Я встал. Голова у меня кружилась, ноги дрожали… От гладкого маслянистого моря мутило страшнее, чем от любого шторма… И вдоль берега этого кошмарного моря шла дорога: дорога в Эпидавр.
- Отец, это правда, я клянусь!… Клянусь, если я лгу - пусть Аполлон убьет меня своей стрелой! Это правда!… Скорее, отец, останови землетрясение!
Ужас охватил меня.
- Я не бог!!! - кричу.
Но его темные глаза не отрывались от меня, и это были не только его глаза: он бросил вызов смерти, он принес в жертву свой страх, - и эта святость еще жила в нем, бог в нем взывал к богу во мне… Но в душе моей больше не было бога, который мог бы ответить, - лишь боль земли я чувствовал…
- Оставайся тут, где лежишь, - сказал я. - Я найду его.
Побежал вниз по склону через оливы, скликая на ходу своих людей; они топали следом с лицами, перекошенными страхом… Через плечо я успел увидеть, что старый борец поднимается к мальчику. Тот сидел спокойно. Не знаю, какие внутренние путы порвались в нем в тот день, но с тех пор приступы становились все короче и слабее, а теперь - когда он повзрослел - прошли совсем…
Внизу в загоне лошадей привязывали к кольям, чтоб они не разбежались, когда задрожит земля. Большинство из них ржали и бились на привязях, но я выбрал спокойную пару и крикнул, чтобы подали гоночную колесницу. Впервые, сколько себя помню, я перед землетрясением повысил голос.

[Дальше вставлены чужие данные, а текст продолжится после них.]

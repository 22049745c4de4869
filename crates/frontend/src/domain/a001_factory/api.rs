use contracts::domain::a001_factory::{Factory, FactoryDto};

use crate::shared::api_utils::{delete, get_json, post_empty, post_upsert};

pub async fn fetch_all() -> Result<Vec<Factory>, String> {
    get_json("/api/factory").await
}

pub async fn fetch_by_id(id: &str) -> Result<Factory, String> {
    get_json(&format!("/api/factory/{}", id)).await
}

/// Создание или обновление, возвращает id
pub async fn save(dto: &FactoryDto) -> Result<String, String> {
    post_upsert("/api/factory", dto).await
}

pub async fn remove(id: &str) -> Result<(), String> {
    delete(&format!("/api/factory/{}", id)).await
}

pub async fn create_test_data() -> Result<(), String> {
    post_empty("/api/factory/testdata").await
}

Когда я погнал их вниз к берегу, то не чувствовал ни страха, ни трепета - только что-то странное, вроде сильной лихорадки. И кони тоже чуяли это во мне, они рвались вперед без кнута, словно хотели убежать от меня… Я и сам хотел.

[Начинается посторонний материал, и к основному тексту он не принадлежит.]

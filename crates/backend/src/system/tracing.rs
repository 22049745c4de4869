use anyhow::Context;
use std::path::PathBuf;
use tracing_subscriber::{layer::SubscriberExt, util::SubscriberInitExt, EnvFilter};

/// Фильтр по умолчанию: SQL-запросы только с уровня warn
pub const DEFAULT_FILTER: &str = "info,sqlx=warn,sea_orm=warn";

/// Каталог логов: `logs/` рядом с исполняемым файлом, иначе `target/logs`
pub fn log_directory() -> PathBuf {
    std::env::current_exe()
        .ok()
        .and_then(|exe| exe.parent().map(|dir| dir.join("logs")))
        .unwrap_or_else(|| PathBuf::from("target").join("logs"))
}

fn filter_directive(env_value: Option<String>) -> String {
    env_value
        .filter(|v| !v.trim().is_empty())
        .unwrap_or_else(|| DEFAULT_FILTER.to_string())
}

/// Инициализация tracing: цветной вывод в stdout и `backend.log` без ANSI.
///
/// `RUST_LOG` переопределяет фильтр. Возвращает путь к файлу лога.
pub fn initialize() -> anyhow::Result<PathBuf> {
    let log_dir = log_directory();
    std::fs::create_dir_all(&log_dir)
        .with_context(|| format!("Cannot create log directory {}", log_dir.display()))?;

    let log_file_path = log_dir.join("backend.log");
    let log_file = std::fs::OpenOptions::new()
        .create(true)
        .append(true)
        .open(&log_file_path)
        .with_context(|| format!("Cannot open log file {}", log_file_path.display()))?;

    let directive = filter_directive(std::env::var("RUST_LOG").ok());
    let filter = EnvFilter::try_new(&directive).unwrap_or_else(|e| {
        eprintln!("Invalid RUST_LOG \"{}\": {}, using default", directive, e);
        EnvFilter::new(DEFAULT_FILTER)
    });

    tracing_subscriber::registry()
        .with(filter)
        .with(tracing_subscriber::fmt::layer())
        .with(
            tracing_subscriber::fmt::layer()
                .with_writer(std::sync::Arc::new(log_file))
                .with_ansi(false),
        )
        .init();

    tracing::info!(
        "Logging to {} (filter: {})",
        log_file_path.display(),
        directive
    );
    Ok(log_file_path)
}

#[cfg(test)]
mod tests {
    use super::*;

    #[test]
    fn test_filter_directive_fallback() {
        assert_eq!(filter_directive(None), DEFAULT_FILTER);
        assert_eq!(filter_directive(Some("  ".into())), DEFAULT_FILTER);
        assert_eq!(filter_directive(Some("debug".into())), "debug");
    }

    #[test]
    fn test_log_directory_name() {
        assert!(log_directory().ends_with("logs"));
    }
}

Еще есть время, я думал, все-таки еще есть. Он уехал - как давно?… За это время можно натянуть струны и настроить лиру, или вывести корабль из бухты, или проехать несколько поворотов вдоль дороги… А скоро начнется?…
С трудом пробираясь по мокрой грязной равнине, я вспомнил, как он прислал мне девушку-рабыню; иначе, поссорившись с Федрой, я мог узнать правду… Он боялся за меня и за своего брата, - а опасность для себя самого разглядел слишком поздно, таких вещей он не умел предвидеть…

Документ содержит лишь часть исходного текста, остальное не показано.